Require self as an npm module

Nov 30, 2015  

While working in electrum-arc, I wanted to be able to require components defined in electrum-arc itself, without having to use a relative path.

I don’t want to think about my code layout while I am coding. The simple fact of having to add .. in the path when importing another component from a source file is a disruption in my thought process:

import Button from '../../buttons/Button.js';

I’d rather be able to consume my own components just like the end user of electrum-arc, simply by doing:

import {Button} from 'electrum-arc';

require-self to the rescue

The easiest solution I have found is to use require-self which addresses exactly that issue.
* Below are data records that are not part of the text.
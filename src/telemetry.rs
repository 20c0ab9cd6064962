//! Telemetry reading type shared by the poller, store and event bus.

use chrono::{DateTime, Utc};

/// A timestamped temperature/humidity reading from the device.
///
/// Replaced wholesale on each successful poll; readings are never merged
/// field-by-field.
#[derive(Debug, Clone, PartialEq)]
pub struct Telemetry {
    /// Room temperature in degrees Celsius.
    pub temperature_c: f64,
    /// Relative humidity, clamped to 0–100 %.
    pub humidity_pct: f64,
    /// When the reading was received by this client.
    pub observed_at: DateTime<Utc>,
}

impl Telemetry {
    pub fn new(temperature_c: f64, humidity_pct: f64) -> Self {
        Self {
            temperature_c,
            humidity_pct: humidity_pct.clamp(0.0, 100.0),
            observed_at: Utc::now(),
        }
    }
}

#[cfg(test)]
mod tests {
    use super::*;
    use pretty_assertions::assert_eq;

    #[test]
    fn humidity_is_clamped_to_percent_range() {
        assert_eq!(Telemetry::new(22.0, 103.5).humidity_pct, 100.0);
        assert_eq!(Telemetry::new(22.0, -1.0).humidity_pct, 0.0);
        assert_eq!(Telemetry::new(22.0, 55.0).humidity_pct, 55.0);
    }

    #[test]
    fn temperature_is_taken_as_is() {
        let reading = Telemetry::new(-12.5, 40.0);
        assert_eq!(reading.temperature_c, -12.5);
    }
}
Details can be found on the npm page.

To use require-self, here is all I did:

  1. In the compile step, add a call to require-self.
  2. Add a reference to it under the devDependencies.
  3. Execute (at least once) npm run compile so that the magic of require-self can be put in place.
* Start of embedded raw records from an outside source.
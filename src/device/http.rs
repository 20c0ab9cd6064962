//! HTTP client for the device controller endpoint.

use std::time::Duration;

use async_trait::async_trait;
use log::{debug, info};

use crate::{
    device::{CommandSink, DeviceCommand, TelemetrySource, protocol},
    error::{ControlError, Result},
    telemetry::Telemetry,
};

/// Client for the device controller's HTTP interface.
///
/// Implements both halves of the device link: `GET get_data` for telemetry
/// and `POST control` for commands. One instance is shared by the poller and
/// the command dispatcher.
pub struct HttpDeviceClient {
    client: reqwest::Client,
    base_url: String,
}

impl HttpDeviceClient {
    /// Creates a client for the given base URL with a per-request timeout.
    pub fn new(base_url: impl Into<String>, timeout: Duration) -> Result<Self> {
        let client = reqwest::Client::builder()
            .timeout(timeout)
            .build()
            .map_err(ControlError::network)?;

        Ok(Self {
            client,
            base_url: base_url.into().trim_end_matches('/').to_string(),
        })
    }

    pub fn base_url(&self) -> &str {
        &self.base_url
    }

    fn url(&self, path: &str) -> String {
        format!("{}/{path}", self.base_url)
    }
}

#[async_trait]
impl TelemetrySource for HttpDeviceClient {
    async fn fetch(&self) -> Result<Telemetry> {
        let response = self.client.get(self.url("get_data")).send().await?;

        let status = response.status();
        if !status.is_success() {
            return Err(ControlError::network(format!("get_data returned {status}")));
        }

        let body = response.text().await?;
        debug!("get_data payload: {body}");
        protocol::parse_reading(&body)
    }
}

#[async_trait]
impl CommandSink for HttpDeviceClient {
    async fn send(&self, command: DeviceCommand) -> Result<()> {
        info!("Sending control command: {command:?}");

        let response = self
            .client
            .post(self.url("control"))
            .json(&command)
            .send()
            .await?;

        let status = response.status();
        if !status.is_success() {
            return Err(ControlError::network(format!("control returned {status}")));
        }

        Ok(())
    }
}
The last step is not needed if compile gets called by npm prepublish, because the simple fact of executing an npm install require-self --save-dev will trigger a prepublish and thus execute require-self.

Example

Here is an example taken from electrum-arc’s package.json:

"scripts": {
  "compile": "rimraf ./lib && require-self && npm run regen && babel -d lib src"
  "regen": "electrum-require-components --wrap ./src components .component.js all-components.js",
  "prepublish": "npm run compile"
},
"devDependencies": {
  ...
  "electrum-require-components": "^0.2.1",
  "require-self": "^0.1.0",
  "rimraf": "^2.4.4",
  ...
}

How does it work?

I don’t like magic. So let’s see how require-self works under the cover. After executing require-self, a new file will be written under node_modules, called electrum-arc.js, which contains the bare minimum to export the full module:

module.exports = require ('..');

And since ‘..’ happens to be the root of the module, the require conventions will map that to importing my electrum-arc module itself.

And what’s that rimraf?

You’ll have noticed that my compile step consists in several distinct commands:

  1. rimraf ./lib → portable rm -rf of the lib folder.
  2. require-self → set up the require self magic.
  3. npm run regen → regenerate source code (see my post on electrum-require-components for the details).
  4. babel -d lib/ src/ → produce ES5 code.

So rimraf is just a portable version of rm -rf which is implemented yet another node module.